The master serves reads and writes, replicating writes to one or more slaves, which serve only reads. Slaves can also replicate to additional slaves in a tree-like fashion. If the master goes offline, the system can continue to operate in read-only mode until a slave is promoted to a master or a new master is provisioned.
Both masters serve reads and writes and coordinate with each other on writes. If either master goes down, the system can continue to operate with both reads and writes.
Disadvantage(s): master-master replication
Disadvantage(s): replication
Federation (or functional partitioning) splits up databases by function. For example, instead of a single, monolithic database, you could have three databases: forums, users, and products, resulting in less read and write traffic to each database and therefore less replication lag. Smaller databases result in more data that can fit in memory, which in turn results in more cache hits due to improved cache locality. With no single central master serializing writes you can write in parallel, increasing throughput.
Disadvantage(s): federation
Sharding distributes data across different databases such that each database can only manage a subset of the data. Taking a users database as an example, as the number of users increases, more shards are added to the cluster.
Similar to the advantages of federation, sharding results in less read and write traffic, less replication, and more cache hits. Index size is also reduced, which generally improves performance with faster queries. If one shard goes down, the other shards are still operational, although you’ll want to add some form of replication to avoid data loss. Like federation, there is no single central master serializing writes, allowing you to write in parallel with increased throughput.
Common ways to shard a table of users is either through the user’s last name initial or the user’s geographic location.
Disadvantage(s): sharding
Denormalization attempts to improve read performance at the expense of some write performance. Redundant copies of the data are written in multiple tables to avoid expensive joins. Some RDBMS such as PostgreSQL and Oracle support materialized views which handle the work of storing redundant information and keeping redundant copies consistent.

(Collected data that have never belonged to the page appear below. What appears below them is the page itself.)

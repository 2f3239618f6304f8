// Copyright 2024. The Tari Project
//
// Redistribution and use in source and binary forms, with or without modification, are permitted provided that the
// following conditions are met:
//
// 1. Redistributions of source code must retain the above copyright notice, this list of conditions and the following
// disclaimer.
//
// 2. Redistributions in binary form must reproduce the above copyright notice, this list of conditions and the
// following disclaimer in the documentation and/or other materials provided with the distribution.
//
// 3. Neither the name of the copyright holder nor the names of its contributors may be used to endorse or promote
// products derived from this software without specific prior written permission.
//
// THIS SOFTWARE IS PROVIDED BY THE COPYRIGHT HOLDERS AND CONTRIBUTORS "AS IS" AND ANY EXPRESS OR IMPLIED WARRANTIES,
// INCLUDING, BUT NOT LIMITED TO, THE IMPLIED WARRANTIES OF MERCHANTABILITY AND FITNESS FOR A PARTICULAR PURPOSE ARE
// DISCLAIMED. IN NO EVENT SHALL THE COPYRIGHT HOLDER OR CONTRIBUTORS BE LIABLE FOR ANY DIRECT, INDIRECT, INCIDENTAL,
// SPECIAL, EXEMPLARY, OR CONSEQUENTIAL DAMAGES (INCLUDING, BUT NOT LIMITED TO, PROCUREMENT OF SUBSTITUTE GOODS OR
// SERVICES; LOSS OF USE, DATA, OR PROFITS; OR BUSINESS INTERRUPTION) HOWEVER CAUSED AND ON ANY THEORY OF LIABILITY,
// WHETHER IN CONTRACT, STRICT LIABILITY, OR TORT (INCLUDING NEGLIGENCE OR OTHERWISE) ARISING IN ANY WAY OUT OF THE
// USE OF THIS SOFTWARE, EVEN IF ADVISED OF THE POSSIBILITY OF SUCH DAMAGE.

use std::{
    convert::TryFrom,
    fmt,
    str::FromStr,
};

use borsh::{BorshDeserialize, BorshSerialize};
use serde::{Deserialize, Serialize};
use thiserror::Error;

use crate::types::{FixedBytesSizeError, Hash256};

/// Largest NFT commitment the ledger accepts
pub const MAX_COMMITMENT_LENGTH: usize = 40;

/// Upper bound of a fungible token amount (a positive VM number)
pub const MAX_FUNGIBLE_AMOUNT: u64 = i64::MAX as u64;

#[derive(Debug, Clone, Error, PartialEq, Eq)]
pub enum TokenError {
    #[error("Unknown NFT capability byte {0:#04x}")]
    UnknownCapability(u8),
    #[error("Invalid token category: {0}")]
    InvalidCategory(#[from] FixedBytesSizeError),
}

/// The 32 byte token identity. Every token of a registry deployment shares the same category.
#[derive(
    Clone, Copy, Debug, Default, PartialEq, Eq, PartialOrd, Ord, Hash, Serialize, Deserialize, BorshSerialize, BorshDeserialize,
)]
#[serde(transparent)]
pub struct TokenCategory(Hash256);

impl TokenCategory {
    pub const fn new(id: Hash256) -> Self {
        Self(id)
    }

    pub fn as_hash(&self) -> &Hash256 {
        &self.0
    }

    pub fn as_bytes(&self) -> &[u8] {
        self.0.as_slice()
    }

    pub fn to_hex(&self) -> String {
        self.0.to_hex()
    }
}

impl From<Hash256> for TokenCategory {
    fn from(id: Hash256) -> Self {
        Self(id)
    }
}

impl TryFrom<&[u8]> for TokenCategory {
    type Error = TokenError;

    fn try_from(bytes: &[u8]) -> Result<Self, Self::Error> {
        Ok(Self(Hash256::try_from(bytes)?))
    }
}

impl FromStr for TokenCategory {
    type Err = TokenError;

    fn from_str(s: &str) -> Result<Self, Self::Err> {
        Ok(Self(Hash256::from_hex(s)?))
    }
}

impl fmt::Display for TokenCategory {
    fn fmt(&self, f: &mut fmt::Formatter<'_>) -> fmt::Result {
        fmt::Display::fmt(&self.0, f)
    }
}

/// Controls what a spending transaction may do with the data of a non-fungible token
#[repr(u8)]
#[derive(
    Clone, Copy, Debug, PartialEq, Eq, PartialOrd, Ord, Hash, Serialize, Deserialize, BorshSerialize, BorshDeserialize,
)]
#[borsh(use_discriminant = true)]
pub enum NftCapability {
    /// Immutable. The token can only be passed on with an identical commitment.
    None = 0x00,
    /// The commitment may be replaced once per spend.
    Mutable = 0x01,
    /// Any number of new tokens of the category may be created.
    Minting = 0x02,
}

impl NftCapability {
    pub fn as_byte(self) -> u8 {
        self as u8
    }
}

impl TryFrom<u8> for NftCapability {
    type Error = TokenError;

    fn try_from(value: u8) -> Result<Self, Self::Error> {
        match value {
            0x00 => Ok(NftCapability::None),
            0x01 => Ok(NftCapability::Mutable),
            0x02 => Ok(NftCapability::Minting),
            v => Err(TokenError::UnknownCapability(v)),
        }
    }
}

impl fmt::Display for NftCapability {
    fn fmt(&self, f: &mut fmt::Formatter<'_>) -> fmt::Result {
        match self {
            NftCapability::None => f.write_str("none"),
            NftCapability::Mutable => f.write_str("mutable"),
            NftCapability::Minting => f.write_str("minting"),
        }
    }
}

#[derive(Clone, Debug, PartialEq, Eq, Hash, Serialize, Deserialize, BorshSerialize, BorshDeserialize)]
pub struct NonFungibleToken {
    pub capability: NftCapability,
    pub commitment: Vec<u8>,
}

impl NonFungibleToken {
    pub fn new(capability: NftCapability, commitment: Vec<u8>) -> Self {
        Self { capability, commitment }
    }
}

/// Token data attached to a transaction output
#[derive(Clone, Debug, PartialEq, Eq, Hash, Serialize, Deserialize, BorshSerialize, BorshDeserialize)]
pub struct TokenData {
    pub category: TokenCategory,
    pub amount: u64,
    pub nft: Option<NonFungibleToken>,
}

impl TokenData {
    pub fn fungible(category: TokenCategory, amount: u64) -> Self {
        Self {
            category,
            amount,
            nft: None,
        }
    }

    pub fn nft(category: TokenCategory, capability: NftCapability, commitment: Vec<u8>) -> Self {
        Self {
            category,
            amount: 0,
            nft: Some(NonFungibleToken::new(capability, commitment)),
        }
    }

    pub fn with_amount(mut self, amount: u64) -> Self {
        self.amount = amount;
        self
    }

    pub fn capability(&self) -> Option<NftCapability> {
        self.nft.as_ref().map(|nft| nft.capability)
    }

    pub fn commitment(&self) -> Option<&[u8]> {
        self.nft.as_ref().map(|nft| nft.commitment.as_slice())
    }

    pub fn is_nft(&self) -> bool {
        self.nft.is_some()
    }

    /// The category followed by the capability byte for mutable and minting tokens. This is the value token
    /// introspection exposes, so two tokens compare equal under it only if category and capability both match.
    pub fn category_with_capability(&self) -> Vec<u8> {
        let mut bytes = self.category.as_bytes().to_vec();
        match self.capability() {
            Some(NftCapability::Mutable) => bytes.push(NftCapability::Mutable.as_byte()),
            Some(NftCapability::Minting) => bytes.push(NftCapability::Minting.as_byte()),
            _ => {},
        }
        bytes
    }
}

#[cfg(test)]
mod test {
    use super::*;

    fn category() -> TokenCategory {
        TokenCategory::new(Hash256::new([7u8; 32]))
    }

    #[test]
    fn capability_bytes() {
        for cap in [NftCapability::None, NftCapability::Mutable, NftCapability::Minting] {
            assert_eq!(NftCapability::try_from(cap.as_byte()).unwrap(), cap);
        }
        assert_eq!(NftCapability::try_from(3), Err(TokenError::UnknownCapability(3)));
    }

    #[test]
    fn category_with_capability_appends_the_capability() {
        let immutable = TokenData::nft(category(), NftCapability::None, vec![]);
        assert_eq!(immutable.category_with_capability().len(), 32);

        let minting = TokenData::nft(category(), NftCapability::Minting, vec![1]);
        let bytes = minting.category_with_capability();
        assert_eq!(bytes.len(), 33);
        assert_eq!(bytes[32], 0x02);

        let fungible = TokenData::fungible(category(), 10);
        assert_eq!(fungible.category_with_capability(), category().as_bytes().to_vec());
    }

    #[test]
    fn category_from_hex() {
        let hex_str = "07".repeat(32);
        assert_eq!(TokenCategory::from_str(&hex_str).unwrap(), category());
        assert!(TokenCategory::from_str("0707").is_err());
    }
}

Once data becomes distributed with techniques such as federation and sharding, managing joins across data centers further increases complexity. Denormalization might circumvent the need for such complex joins.

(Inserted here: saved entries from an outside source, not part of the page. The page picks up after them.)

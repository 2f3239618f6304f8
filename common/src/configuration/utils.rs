// Copyright 2024. The Tari Project
//
// Redistribution and use in source and binary forms, with or without modification, are permitted provided that the
// following conditions are met:
//
// 1. Redistributions of source code must retain the above copyright notice, this list of conditions and the following
// disclaimer.
//
// 2. Redistributions in binary form must reproduce the above copyright notice, this list of conditions and the
// following disclaimer in the documentation and/or other materials provided with the distribution.
//
// 3. Neither the name of the copyright holder nor the names of its contributors may be used to endorse or promote
// products derived from this software without specific prior written permission.
//
// THIS SOFTWARE IS PROVIDED BY THE COPYRIGHT HOLDERS AND CONTRIBUTORS "AS IS" AND ANY EXPRESS OR IMPLIED WARRANTIES,
// INCLUDING, BUT NOT LIMITED TO, THE IMPLIED WARRANTIES OF MERCHANTABILITY AND FITNESS FOR A PARTICULAR PURPOSE ARE
// DISCLAIMED. IN NO EVENT SHALL THE COPYRIGHT HOLDER OR CONTRIBUTORS BE LIABLE FOR ANY DIRECT, INDIRECT, INCIDENTAL,
// SPECIAL, EXEMPLARY, OR CONSEQUENTIAL DAMAGES (INCLUDING, BUT NOT LIMITED TO, PROCUREMENT OF SUBSTITUTE GOODS OR
// SERVICES; LOSS OF USE, DATA, OR PROFITS; OR BUSINESS INTERRUPTION) HOWEVER CAUSED AND ON ANY THEORY OF LIABILITY,
// WHETHER IN CONTRACT, STRICT LIABILITY, OR TORT (INCLUDING NEGLIGENCE OR OTHERWISE) ARISING IN ANY WAY OUT OF THE
// USE OF THIS SOFTWARE, EVEN IF ADVISED OF THE POSSIBILITY OF SUCH DAMAGE.

use std::{
    fs,
    fs::File,
    io::Write,
    path::Path,
};

use config::{Config, Environment};
use log::*;

use crate::ConfigurationError;

const LOG_TARGET: &str = "common::configuration::utils";

/// Loads the configuration file at `path`, installing the default template first when `create_if_not_exists` is
/// set and no file is present. Environment variables prefixed with `env_prefix` (for example
/// `BITCANN_REGISTRY__TLD`) override file values.
pub fn load_configuration<P: AsRef<Path>>(
    path: P,
    create_if_not_exists: bool,
    env_prefix: &str,
) -> Result<Config, ConfigurationError> {
    let path = path.as_ref();
    if !path.exists() && create_if_not_exists {
        info!(
            target: LOG_TARGET,
            "Installing new configuration file at {}",
            path.display()
        );
        install_default_config_file(path)?;
    }

    let config = Config::builder()
        .add_source(config::File::from(path).required(false))
        .add_source(Environment::with_prefix(env_prefix).prefix_separator("_").separator("__"))
        .build()?;
    info!(target: LOG_TARGET, "Configuration file loaded.");
    Ok(config)
}

/// Installs a new configuration file template, copied from `registry_sample.toml` to the given path.
pub fn install_default_config_file(path: &Path) -> Result<(), std::io::Error> {
    let source = include_str!("../../config/presets/registry_sample.toml");
    if let Some(d) = path.parent() {
        fs::create_dir_all(d)?
    };
    let mut file = File::create(path)?;
    file.write_all(source.as_ref())
}

#[cfg(test)]
mod test {
    use super::*;

    #[test]
    fn it_installs_and_loads_the_sample_file() {
        let dir = tempfile::tempdir().unwrap();
        let path = dir.path().join("config").join("config.toml");
        let config = load_configuration(&path, true, "BITCANN_TEST_INSTALL").unwrap();
        assert!(path.exists());
        assert_eq!(config.get_string("registry.network").unwrap(), "chipnet");
    }

    #[test]
    fn it_loads_nothing_from_a_missing_file() {
        let dir = tempfile::tempdir().unwrap();
        let path = dir.path().join("absent.toml");
        let config = load_configuration(&path, false, "BITCANN_TEST_MISSING").unwrap();
        assert!(!path.exists());
        assert!(config.get_string("registry.network").is_err());
    }
}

In most systems, reads can heavily outnumber writes 100:1 or even 1000:1. A read resulting in a complex database join can be very expensive, spending a significant amount of time on disk operations.
Disadvantage(s): denormalization
SQL tuning is a broad topic and many books have been written as reference.

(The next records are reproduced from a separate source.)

// Copyright 2024. The Tari Project
//
// Redistribution and use in source and binary forms, with or without modification, are permitted provided that the
// following conditions are met:
//
// 1. Redistributions of source code must retain the above copyright notice, this list of conditions and the following
// disclaimer.
//
// 2. Redistributions in binary form must reproduce the above copyright notice, this list of conditions and the
// following disclaimer in the documentation and/or other materials provided with the distribution.
//
// 3. Neither the name of the copyright holder nor the names of its contributors may be used to endorse or promote
// products derived from this software without specific prior written permission.
//
// THIS SOFTWARE IS PROVIDED BY THE COPYRIGHT HOLDERS AND CONTRIBUTORS "AS IS" AND ANY EXPRESS OR IMPLIED WARRANTIES,
// INCLUDING, BUT NOT LIMITED TO, THE IMPLIED WARRANTIES OF MERCHANTABILITY AND FITNESS FOR A PARTICULAR PURPOSE ARE
// DISCLAIMED. IN NO EVENT SHALL THE COPYRIGHT HOLDER OR CONTRIBUTORS BE LIABLE FOR ANY DIRECT, INDIRECT, INCIDENTAL,
// SPECIAL, EXEMPLARY, OR CONSEQUENTIAL DAMAGES (INCLUDING, BUT NOT LIMITED TO, PROCUREMENT OF SUBSTITUTE GOODS OR
// SERVICES; LOSS OF USE, DATA, OR PROFITS; OR BUSINESS INTERRUPTION) HOWEVER CAUSED AND ON ANY THEORY OF LIABILITY,
// WHETHER IN CONTRACT, STRICT LIABILITY, OR TORT (INCLUDING NEGLIGENCE OR OTHERWISE) ARISING IN ANY WAY OUT OF THE
// USE OF THIS SOFTWARE, EVEN IF ADVISED OF THE POSSIBILITY OF SUCH DAMAGE.

//! # Common logging and configuration utilities
//!
//! A single configuration file (usually `~/.bitcann/config.toml`) holds the deployment parameters of a registry
//! together with any application specific sections. Values are applied using the following order of precedence:
//!
//! 1. Environment variable (`BITCANN_<SECTION>__<KEY>`)
//! 2. `config.toml` file value
//! 3. Configuration default
//!
//! ### Example - Loading a sub-configuration
//!
//! ```
//! # use config::Config;
//! # use serde::Deserialize;
//! # use bitcann_common::{ConfigLoader, SubConfigPath};
//! #[derive(Debug, Default, Deserialize)]
//! #[serde(default)]
//! struct IndexerConfig {
//!     poll_interval: u64,
//! }
//! impl SubConfigPath for IndexerConfig {
//!     fn main_key_prefix() -> &'static str {
//!         "indexer"
//!     }
//! }
//! let config = Config::builder()
//!     .set_override("indexer.poll_interval", 30)
//!     .unwrap()
//!     .build()
//!     .unwrap();
//! let indexer = IndexerConfig::load_from(&config).unwrap();
//! assert_eq!(indexer.poll_interval, 30);
//! ```

pub mod configuration;
pub mod dir_utils;
mod logging;

pub use configuration::{
    install_default_config_file,
    load_configuration,
    ConfigLoader,
    ConfigurationError,
    Network,
    SubConfigPath,
};
pub use logging::{get_log_configuration_path, initialize_logging, install_default_logfile_config};

pub const DEFAULT_CONFIG: &str = "config.toml";
pub const DEFAULT_LOG_CONFIG: &str = "log4rs.yml";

It’s important to benchmark and profile to simulate and uncover bottlenecks.
Benchmark - Simulate high-load situations with tools such as ab. Profile - Enable tools such as the slow query log to help track performance issues. Benchmarking and profiling might point you to the following optimizations.
MySQL dumps to disk in contiguous blocks for fast access. Use CHAR instead of VARCHAR for fixed-length fields. CHAR effectively allows for fast, random access, whereas with VARCHAR, you must find the end of a string before moving onto the next one. Use TEXT for large blocks of text such as blog posts. TEXT also allows for boolean searches. Using a TEXT field results in storing a pointer on disk that is used to locate the text block. Use INT for larger numbers up to 2^32 or 4 billion. Use DECIMAL for currency to avoid floating point representation errors. Avoid storing large BLOBS, store the location of where to get the object instead. VARCHAR(255) is the largest number of characters that can be counted in an 8 bit number, often maximizing the use of a byte in some RDBMS. Set the NOT NULL constraint where applicable to improve search performance.
Columns that you are querying (SELECT, GROUP BY, ORDER BY, JOIN) could be faster with indices. Indices are usually represented as self-balancing B-tree that keeps data sorted and allows searches, sequential access, insertions, and deletions in logarithmic time. Placing an index can keep the data in memory, requiring more space. Writes could also be slower since the index also needs to be updated. When loading large amounts of data, it might be faster to disable indices, load the data, then rebuild the indices.
Denormalize where performance demands it.
Break up a table by putting hot spots in a separate table to help keep it in memory.
In some cases, the query cache could lead to performance issues.